* _PROMPT_: Please report how many lines in the data underneath hold the word "tokio", with no other text.

══════════

#[cfg(test)]
mod tests {
    use super::*;
    use crate::types::ShortcutDetails;
    use chrono::{TimeZone, Utc};

    fn file(id: &str, name: &str, mime: &str) -> DriveFile {
        DriveFile {
            id: id.to_string(),
            name: name.to_string(),
            mime_type: mime.to_string(),
            ..Default::default()
        }
    }

    #[test]
    fn test_folder_has_only_list_action() {
        let item = map_item(&file("f1", "Docs", mime_types::FOLDER), &MappingContext::new(7)).unwrap();
        assert!(item.is_folder);
        assert_eq!(item.action_names(), vec!["list"]);
        assert_eq!(item.full_path, "f1");
        assert_eq!(item.type_str, "google");
        assert!(item.is_external);
    }

    #[test]
    fn test_file_has_view_and_download() {
        let item = map_item(&file("x1", "a.pdf", "application/pdf"), &MappingContext::new(7)).unwrap();
        assert!(!item.is_folder);
        assert_eq!(item.action_names(), vec!["view", "download"]);
        assert!(!item.has_action("list"));

        let hash = ItemHash::new(7, "x1", "a.pdf").encode();
        assert_eq!(
            item.actions[0],
            FileAction::View {
                url: format!("?download-file/{}/view", hash)
            }
        );
        assert_eq!(
            item.actions[1],
            FileAction::Download {
                url: format!("?download-file/{}", hash)
            }
        );
    }

    #[test]
    fn test_native_documents_get_export_extension() {
        let cases = [
            (mime_types::DOCUMENT, "Report.docx", mime_types::DOCX),
            (mime_types::SPREADSHEET, "Report.xlsx", mime_types::XLSX),
            (mime_types::DRAWING, "Report.png", mime_types::PNG),
            (mime_types::PRESENTATION, "Report.pptx", mime_types::PPTX),
        ];
        for (mime, name, export) in cases {
            let item = map_item(&file("d", "Report", mime), &MappingContext::new(1)).unwrap();
            assert_eq!(item.name, name);
            assert_eq!(item.content_type, export);
            assert!(matches!(
                content_source(&file("d", "Report", mime)),
                ContentSource::Export { .. }
            ));
        }
    }

    #[test]
    fn test_unknown_native_type_has_no_content() {
        let form = file("f", "Survey", "application/vnd.google-apps.form");
        assert_eq!(display_name(&form), "Survey");
        assert_eq!(
            content_source(&form),
            ContentSource::Unavailable(UnavailableReason::NoExportTarget(
                "application/vnd.google-apps.form".to_string()
            ))
        );
    }

    #[test]
    fn test_binary_file_downloads_media() {
        assert_eq!(
            content_source(&file("b", "a.bin", "application/zip")),
            ContentSource::Media {
                file_id: "b".to_string(),
                content_type: "application/zip".to_string()
            }
        );
    }

    #[test]
    fn test_shortcut_resolution_is_idempotent() {
        let mut shortcut = file("s1", "Link to doc", mime_types::SHORTCUT);
        shortcut.shortcut_details = Some(ShortcutDetails {
            target_id: "t1".to_string(),
            target_mime_type: mime_types::DOCUMENT.to_string(),
        });

        let once = resolve_shortcut(&shortcut);
        let twice = resolve_shortcut(&once);
        assert_eq!(once, twice);
        assert_eq!(once.id, "t1");
        assert_eq!(once.mime_type, mime_types::DOCUMENT);

        let item = map_item(&shortcut, &MappingContext::new(1)).unwrap();
        assert_eq!(item.id, "t1");
        assert_eq!(item.name, "Link to doc.docx");
    }

    #[test]
    fn test_missing_fields_are_rejected() {
        assert_eq!(
            map_item(&file("", "x", "text/plain"), &MappingContext::new(1)),
            Err(MappingError::MissingField("id"))
        );
        assert_eq!(
            map_item(&file("x", "x", ""), &MappingContext::new(1)),
            Err(MappingError::MissingField("mimeType"))
        );
    }

    #[test]
    fn test_thumbnail_modes() {
        let mut image = file("i", "pic.jpg", "image/jpeg");
        image.thumbnail_link = Some("https://lh3.googleusercontent.com/abc".to_string());

        let item = map_item(&image, &MappingContext::new(1)).unwrap();
        assert!(item.thumb);
        assert_eq!(
            item.thumbnail_url.as_deref(),
            Some("https://lh3.googleusercontent.com/abc")
        );

        let ctx = MappingContext {
            thumbnail_mode: ThumbnailMode::Proxied,
            ..MappingContext::new(1)
        };
        let item = map_item(&image, &ctx).unwrap();
        let url = item.thumbnail_url.unwrap();
        assert!(url.starts_with("?file-thumbnail/"));

        let plain = map_item(&file("p", "a.txt", "text/plain"), &MappingContext::new(1)).unwrap();
        assert!(!plain.thumb);
        assert!(plain.thumbnail_url.is_none());
    }

    #[test]
    fn test_last_modified_source() {
        let mut doc = file("m", "a.txt", "text/plain");
        doc.created_time = Some(Utc.with_ymd_and_hms(2020, 1, 1, 0, 0, 0).unwrap());
        doc.modified_time = Some(Utc.with_ymd_and_hms(2023, 6, 1, 0, 0, 0).unwrap());

        let item = map_item(&doc, &MappingContext::new(1)).unwrap();
        assert_eq!(item.last_modified, 1_577_836_800);

        let ctx = MappingContext {
            last_modified_source: LastModifiedSource::Modified,
            ..MappingContext::new(1)
        };
        let item = map_item(&doc, &ctx).unwrap();
        assert_eq!(item.last_modified, 1_685_577_600);
    }

    #[test]
    fn test_item_hash_decodes() {
        let hash = ItemHash::new(42, "abc", "Report.docx");
        let decoded = ItemHash::decode(&hash.encode()).unwrap();
        assert_eq!(decoded, hash);
        assert_eq!(decoded.storage_type, "google");
        assert!(decoded.path.is_empty());

        assert!(ItemHash::decode("***").is_err());
    }

    #[test]
    fn test_generic_item_wire_shape() {
        let item = map_item(&file("f1", "Docs", mime_types::FOLDER), &MappingContext::new(7)).unwrap();
        let json = serde_json::to_value(&item).unwrap();
        assert_eq!(json["Id"], "f1");
        assert_eq!(json["FullPath"], "f1");
        assert_eq!(json["IsFolder"], true);
        assert_eq!(json["TypeStr"], "google");
        assert_eq!(json["Actions"][0], serde_json::json!({"list": {}}));
    }
}
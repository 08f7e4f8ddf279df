//! Waste audit records.

use chrono::{DateTime, Utc};
use serde::{Deserialize, Serialize};

use crate::model::{InventoryItemId, WasteRecordId};

/// An immutable audit record of stock discarded outside the sale path.
/// Never mutated after it is appended.
#[derive(Debug, Clone, PartialEq, Serialize, Deserialize)]
pub struct WasteRecord {
    pub id: WasteRecordId,
    pub timestamp: DateTime<Utc>,
    pub inventory_item_id: InventoryItemId,
    pub quantity: f64,
    pub reason: String,
}
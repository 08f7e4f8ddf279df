//! Client for the waste recorder.

use tokio::sync::mpsc;
use tracing::{debug, instrument};

use crate::clients::send_request;
use crate::engine::EngineRequest;
use crate::model::{InventoryItemId, WasteRecord};
use crate::store::WasteError;

/// Client used by the waste-tracking screen.
#[derive(Clone)]
pub struct WasteClient {
    sender: mpsc::Sender<EngineRequest>,
}

impl WasteClient {
    pub fn new(sender: mpsc::Sender<EngineRequest>) -> Self {
        Self { sender }
    }

    fn comm_error(e: impl std::fmt::Display) -> WasteError {
        WasteError::ActorCommunicationError(e.to_string())
    }

    /// Deducts wasted stock (floored at zero) and appends the audit record.
    #[instrument(skip(self, reason))]
    pub async fn record_waste(
        &self,
        inventory_item_id: InventoryItemId,
        quantity: f64,
        reason: impl Into<String>,
    ) -> Result<WasteRecord, WasteError> {
        debug!("Sending request");
        let reason = reason.into();
        send_request(&self.sender, |respond_to| EngineRequest::RecordWaste {
            inventory_item_id,
            quantity,
            reason,
            respond_to,
        })
        .await
        .map_err(Self::comm_error)?
    }

    /// All waste records, most recent first.
    #[instrument(skip(self))]
    pub async fn waste_records(&self) -> Result<Vec<WasteRecord>, WasteError> {
        debug!("Sending request");
        send_request(&self.sender, |respond_to| {
            EngineRequest::ListWasteRecords { respond_to }
        })
        .await
        .map_err(Self::comm_error)
    }
}
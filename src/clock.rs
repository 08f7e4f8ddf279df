//! Injectable time source.
//!
//! The engine actor reads the clock once per message and hands the timestamp
//! to the store, so every store transition is a deterministic function of its
//! inputs. Tests drive [`ManualClock`] instead of sleeping.

use std::sync::{Arc, Mutex};

use chrono::{DateTime, Duration, Utc};

/// Source of `now` for timestamps and elapsed-time computation.
pub trait Clock: Send + Sync {
    fn now(&self) -> DateTime<Utc>;
}

/// Wall-clock time. The production default.
#[derive(Debug, Clone, Copy, Default)]
pub struct SystemClock;

impl Clock for SystemClock {
    fn now(&self) -> DateTime<Utc> {
        Utc::now()
    }
}

/// A clock advanced explicitly, for deterministic tests.
///
/// Clones share the same underlying instant, so a test can keep a handle
/// while the engine owns another.
#[derive(Debug, Clone)]
pub struct ManualClock {
    now: Arc<Mutex<DateTime<Utc>>>,
}

impl ManualClock {
    pub fn new(start: DateTime<Utc>) -> Self {
        Self {
            now: Arc::new(Mutex::new(start)),
        }
    }

    /// Moves the clock by `delta`. Negative deltas are allowed (tests use
    /// them to simulate clock skew).
    pub fn advance(&self, delta: Duration) {
        let mut now = self.now.lock().unwrap();
        *now = *now + delta;
    }

    pub fn set(&self, instant: DateTime<Utc>) {
        *self.now.lock().unwrap() = instant;
    }
}

impl Clock for ManualClock {
    fn now(&self) -> DateTime<Utc> {
        *self.now.lock().unwrap()
    }
}

#[cfg(test)]
mod tests {
    use super::*;
    use chrono::TimeZone;

    #[test]
    fn manual_clock_clones_share_time() {
        let start = Utc.with_ymd_and_hms(2024, 5, 1, 9, 0, 0).unwrap();
        let clock = ManualClock::new(start);
        let handle = clock.clone();

        handle.advance(Duration::seconds(90));
        assert_eq!(clock.now(), start + Duration::seconds(90));
    }
}
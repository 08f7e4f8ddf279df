//! Type-safe client facades over the engine actor.
//!
//! Every facade is a cheap clone of the same `mpsc::Sender`, so any number
//! of collaborator tasks (POS, kitchen display, pickup UI, editors) can hold
//! clients concurrently; the actor serializes whatever they send.

pub mod catalog_client;
pub mod loyalty_client;
pub mod order_client;
pub mod pickup_client;
pub mod waste_client;

pub use catalog_client::*;
pub use loyalty_client::*;
pub use order_client::*;
pub use pickup_client::*;
pub use waste_client::*;

use tokio::sync::{mpsc, oneshot};

use crate::engine::{EngineError, EngineRequest, Response};

/// Sends one request to the engine and awaits its response.
///
/// Shared plumbing for all facades: builds the `oneshot` pair, maps a closed
/// mailbox to [`EngineError::ActorClosed`] and a dropped responder to
/// [`EngineError::ActorDropped`]. Facades map the result into their domain
/// error.
pub(crate) async fn send_request<T>(
    sender: &mpsc::Sender<EngineRequest>,
    build: impl FnOnce(Response<T>) -> EngineRequest,
) -> Result<T, EngineError> {
    let (respond_to, response) = oneshot::channel();
    sender
        .send(build(respond_to))
        .await
        .map_err(|_| EngineError::ActorClosed)?;
    response.await.map_err(|_| EngineError::ActorDropped)
}
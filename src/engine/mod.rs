//! The engine actor and its message protocol.
//!
//! # Main Components
//!
//! - [`EngineRequest`] - Every engine operation as a message variant
//! - [`EngineActor`] - Owns the [`CafeStore`](crate::store::CafeStore) and
//!   processes requests sequentially
//! - [`EngineError`] - Channel-level failures (actor gone)
//!
//! Callers do not use this module directly; the typed facades in
//! [`clients`](crate::clients) wrap it.

pub mod actor;
pub mod error;
pub mod request;

pub use actor::*;
pub use error::*;
pub use request::*;
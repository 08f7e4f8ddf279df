//! Engine configuration.

/// Tuning knobs for the engine actor.
#[derive(Debug, Clone)]
pub struct EngineConfig {
    /// Capacity of the actor mailbox. A full mailbox applies backpressure to
    /// callers rather than dropping requests.
    pub mailbox_capacity: usize,
}

impl Default for EngineConfig {
    fn default() -> Self {
        Self {
            mailbox_capacity: 32,
        }
    }
}
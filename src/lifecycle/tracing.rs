//! # Observability & Tracing
//!
//! This module provides the tracing infrastructure for the engine.
//!
//! ## Overview
//!
//! The [`setup_tracing`] function initializes structured logging with the
//! `tracing` crate. The engine logs with structured fields rather than
//! module targets (`with_target(false)`), which keeps log lines short while
//! still carrying entity ids, quantities, and collection sizes.
//!
//! ## What Gets Traced
//!
//! - **Actor lifecycle**: startup, shutdown, and final state
//! - **Mutations**: sale finalization, completion, restocks, waste, points;
//!   each an `info!` with the affected ids
//! - **Integrity skips**: order lines and ingredients pointing at missing
//!   catalog entries, logged at `warn!` for reporting to pick up
//! - **Request payloads**: full payloads once at `debug!`, at the client
//!   call site and again when the actor dequeues the request
//!
//! ## Usage
//!
//! ```bash
//! # Compact logs
//! RUST_LOG=info cargo test
//!
//! # Show full payloads
//! RUST_LOG=debug cargo test
//!
//! # Filter to one concern
//! RUST_LOG=cafe_engine::store=debug cargo test
//! ```
//!
//! ## Workflow Trace Example
//!
//! A customer sale with `RUST_LOG=info`:
//!
//! ```text
//! INFO Sending finalize_sale to engine
//! INFO Sale finalized sale_id="sale_12" lines=2 total=10.5 customer="customer_3"
//! INFO Loyalty points applied customer_id="customer_3" points_earned=105 points_redeemed=0 balance=235
//! INFO Order completed sale_id="sale_12" prep_time_seconds=241 active=0
//! INFO Pickup acknowledged sale_id="sale_12" pending=0
//! ```
//!
//! The `warn!` lines are the ones an operator should wire alerting to: they
//! mark deductions that were skipped or floored, i.e. places where the
//! recorded stock may understate true consumption.
pub fn setup_tracing() {
    tracing_subscriber::fmt()
        .with_env_filter(tracing_subscriber::EnvFilter::from_default_env())
        .with_target(false) // Structured fields carry the context instead
        .compact()
        .init();
}
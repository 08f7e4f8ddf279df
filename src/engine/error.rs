//! Channel-level errors of the engine actor.

use thiserror::Error;

/// Failures of the request/response plumbing itself. Domain failures travel
/// inside the response payloads; these two mean the actor is gone.
#[derive(Debug, Error, PartialEq)]
pub enum EngineError {
    #[error("Engine actor closed")]
    ActorClosed,
    #[error("Engine actor dropped response channel")]
    ActorDropped,
}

══════════

* _WRITTEN REPLY_: 2